If a line in the data has the string "EnvFilter", please show it.

**Data excerpts:**
**********

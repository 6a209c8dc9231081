// Main entry point - Dependency injection and server setup
mod application;
mod domain;
mod infrastructure;
mod presentation;

use anyhow::Context;
use std::{net::SocketAddr, sync::Arc, time::Duration};
use tower_http::trace::TraceLayer;
use tracing_subscriber::EnvFilter;

use crate::application::dashboard_service::DashboardService;
use crate::application::map_builder::MapSettings;
use crate::domain::tag::TagId;
use crate::infrastructure::config::{load_access_token, load_config};
use crate::infrastructure::remote_csv_repository::RemoteCsvRepository;
use crate::presentation::app_state::{AppState, InputDefaults};
use crate::presentation::handlers::router;
use crate::presentation::sessions::SessionStore;

#[tokio::main]
async fn main() -> anyhow::Result<()> {
    // Load configuration
    let config = load_config()?;

    // Initialize tracing, RUST_LOG wins over the debug flag
    let default_level = if config.server.debug { "debug" } else { "info" };
    tracing_subscriber::fmt()
        .with_env_filter(
            EnvFilter::try_from_default_env().unwrap_or_else(|_| EnvFilter::new(default_level)),
        )
        .init();

    // Missing map credential is fatal
    let access_token = load_access_token(&config.map.token_file)?;

    let default_tag: TagId = config
        .dashboard
        .default_tag
        .parse()
        .context("invalid dashboard.default_tag")?;

    // Create repository (infrastructure layer)
    let repository = Arc::new(RemoteCsvRepository::new(
        config.source.base_url.clone(),
        config.source.data_dir.clone(),
        Duration::from_secs(config.source.fetch_timeout_secs),
    )?);

    // Create services (application layer)
    let dashboard_service = DashboardService::new(
        repository,
        MapSettings {
            zoom: config.map.zoom,
            bearing: config.map.bearing,
            access_token,
        },
    );

    // Create application state
    let state = Arc::new(AppState {
        dashboard_service,
        sessions: SessionStore::new(Duration::from_secs(config.dashboard.session_ttl_secs)),
        defaults: InputDefaults {
            tag: default_tag,
            start: config.dashboard.default_start.clone(),
        },
    });

    // Sweep sessions whose page went away without closing them
    let sweeper = state.clone();
    tokio::spawn(async move {
        let period = sweeper.sessions.ttl().max(Duration::from_secs(1));
        let mut interval = tokio::time::interval(period);
        loop {
            interval.tick().await;
            let evicted = sweeper.sessions.evict_idle();
            tracing::debug!(
                "Session sweep: {} evicted, {} live",
                evicted,
                sweeper.sessions.live_count()
            );
        }
    });

    // Build router (presentation layer)
    let router = router(state);
    let router = if config.server.debug {
        router.layer(TraceLayer::new_for_http())
    } else {
        router
    };

    // Start server
    let addr: SocketAddr = config
        .server
        .bind
        .parse()
        .with_context(|| format!("invalid server.bind '{}'", config.server.bind))?;
    tracing::info!(
        "Starting tag telemetry dashboard on http://{} (source {})",
        addr,
        config.source.base_url
    );

    axum::serve(tokio::net::TcpListener::bind(addr).await?, router).await?;

    Ok(())
}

**********

**Result:**
use tracing_subscriber::EnvFilter;
            EnvFilter::try_from_default_env().unwrap_or_else(|_| EnvFilter::new(default_level)),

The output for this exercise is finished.